Lompat ke konten Lompat ke sidebar Lompat ke footer

MEMBUMIKAN TAUHID: KONSEP DAN IMPLEMENTASI PENDIDIKAN MULTIKULTURAL

MEMBUMIKAN TAUHID: KONSEP DAN IMPLEMENTASI PENDIDIKAN MULTIKULTURAL
Penulis: Muhammad Zaini
Penerbit: Pustaka Ilmu, Yogyakarta, 2011, xii+157 halaman
Keragaman umat manusia merupakan sunnatullah yang semestinya mendorong terciptanya relasi antarmanusia yang penuh pengertian dan pemahaman satu sama lain. Ironisnya, perbedaan ras, etnis, dan budaya justru sering menyulut konflik yang berakibat jatuhnya korban nyawa manusia. Bahkan konflik itu kerap berujung dendam berkepanjangan yang diwariskan secara turun-temurun.
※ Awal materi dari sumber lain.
// Dweve Benchlog - Benchmark Log Analysis
//
// Copyright (c) 2025 Dweve IP B.V. and individual contributors.
//
// SPDX-License-Identifier: Apache-2.0
//
// Licensed under the Apache License, Version 2.0 (the "License");
// you may not use this file except in compliance with the License.
// You may obtain a copy of the License in the LICENSE file at the
// root of this repository or at: http://www.apache.org/licenses/LICENSE-2.0
//
// Unless required by applicable law or agreed to in writing, software
// distributed under the License is distributed on an "AS IS" BASIS,
// WITHOUT WARRANTIES OR CONDITIONS OF ANY KIND, either express or implied.
// See the License for the specific language governing permissions and
// limitations under the License.

//! Block extraction, field parsing and record model for benchmark logs.
//!
//! A benchmark log is a sequence of version blocks, each holding one
//! section per measured project:
//!
//! ```text
//! ==================== CODE VERSION 2 ====================
//! Commit: 1a2b3c4
//! Date: 2024-02-11 09:12:44 +0100
//! Msg: Cache neighbour offsets
//!
//! ========== BENCHMARK trait_ac | VERSION 2 ==========
//! Grid: 3000x3000
//! Timesteps: 100
//! 0: Life (rule: conway optimized)
//! Execution time: 1840ms
//! Performance: 54.35 timesteps/sec
//! Cells/sec: 489.13M
//! ```
//!
//! # Quick Start
//!
//! ```rust
//! use benchlog_core::{parse, ProjectTag};
//!
//! let log = "\
//! ==================== CODE VERSION 1 ====================
//! Commit: abc1234
//! ========== BENCHMARK trait_ac | VERSION 1 ==========
//! Grid: 10x10
//! Timesteps: 5
//! 0: Life (rule: conway)
//! Execution time: 20ms
//! Performance: 250.0 timesteps/sec
//! Cells/sec: 0.025M
//! ";
//!
//! let outcome = parse(log).unwrap();
//! assert_eq!(outcome.series(ProjectTag::Library).len(), 1);
//! assert!(outcome.failures.is_empty());
//! ```

mod config;
mod error;
mod extract;
mod failure;
pub mod fields;
mod limits;
mod model;
mod parser;
pub mod scan;

pub use config::{ExpectedConfiguration, ExpectedTrait};
pub use error::{BenchlogError, BenchlogResult, ErrorKind};
pub use extract::{extract, Extraction, SectionBlock, VersionBlock};
pub use failure::{FailureCategory, ParseFailure};
pub use limits::Limits;
pub use model::{CommitInfo, ParsedTrait, ProjectTag, Run, UNKNOWN};
pub use parser::{parse, parse_with_options, ParseOptions, ParseOptionsBuilder, ParseOutcome};
pub use scan::{Boundary, Markers};
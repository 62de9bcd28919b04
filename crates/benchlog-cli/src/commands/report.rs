// Dweve Benchlog - Benchmark Log Analysis
//
// Copyright (c) 2025 Dweve IP B.V. and individual contributors.
//
// SPDX-License-Identifier: Apache-2.0
//
// Licensed under the Apache License, Version 2.0 (the "License");
// you may not use this file except in compliance with the License.
// You may obtain a copy of the License in the LICENSE file at the
// root of this repository or at: http://www.apache.org/licenses/LICENSE-2.0
//
// Unless required by applicable law or agreed to in writing, software
// distributed under the License is distributed on an "AS IS" BASIS,
// WITHOUT WARRANTIES OR CONDITIONS OF ANY KIND, either express or implied.
// See the License for the specific language governing permissions and
// limitations under the License.

//! Report command - render an analysed log

use super::{load_settings, read_file, write_output};
use crate::cli::ConfigArgs;
use crate::error::CliError;
use benchlog::report::{console, default_output_path, json, latex};
use benchlog::{analyze_with, validate::ValidatorConfig};
use colored::Colorize;
use std::path::{Path, PathBuf};
use std::str::FromStr;

/// Output format of the `report` command.
#[derive(Debug, Clone, Copy, PartialEq, Eq)]
pub enum ReportFormat {
    Console,
    Latex,
    Json,
}

impl FromStr for ReportFormat {
    type Err = CliError;

    fn from_str(s: &str) -> Result<Self, Self::Err> {
        match s.to_ascii_lowercase().as_str() {
            "console" | "text" => Ok(Self::Console),
            "latex" | "tex" => Ok(Self::Latex),
            "json" => Ok(Self::Json),
            other => Err(CliError::invalid_input(format!(
                "unknown report format '{}' (expected console, latex or json)",
                other
            ))),
        }
    }
}

/// Analyse `file` and render the report.
///
/// Console and JSON output go to stdout unless `output` is given. LaTeX
/// output always goes to a file, by default `<file stem>_report.tex`.
///
/// # Errors
///
/// Returns `Err` if the log or config cannot be read, the log is empty, or
/// the output cannot be written. Discrepancies do not fail this command.
pub fn report(
    file: &str,
    format: ReportFormat,
    output: Option<&str>,
    title: &str,
    config: &ConfigArgs,
) -> Result<(), CliError> {
    let settings = load_settings(config)?;
    let content = read_file(file)?;

    let analysis = analyze_with(
        &content,
        &settings.options,
        &settings.expected,
        ValidatorConfig::default(),
    )?;
    let report = analysis
        .into_report(title, settings.expected)
        .with_source(file);

    match format {
        ReportFormat::Console => write_output(&console::render(&report), output),
        ReportFormat::Json => {
            let mut rendered = json::render(&report)?;
            rendered.push('\n');
            write_output(&rendered, output)
        }
        ReportFormat::Latex => {
            let path = output
                .map(PathBuf::from)
                .unwrap_or_else(|| default_output_path(Path::new(file)));
            latex::export_latex(&report, &path).map_err(|e| CliError::io_error(&path, e))?;
            eprintln!("{} LaTeX report written to {}", "✓".green().bold(), path.display());
            Ok(())
        }
    }
}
Dalam kondisi seperti ini, agama yang misinya memperbaiki kehidupan umat manusia tidak jarang dianggap ikut memicu terjadinya konflik. Pasalnya, dalam realitas kehidupan, tampaknya sulit dibedakan secara tegas antara unsur-unsur budaya di satu sisi dan nilai-nilai agama di sisi lain. Keduanya menjadi tumpang tindih sehingga sulit menemukan jalan kompromi.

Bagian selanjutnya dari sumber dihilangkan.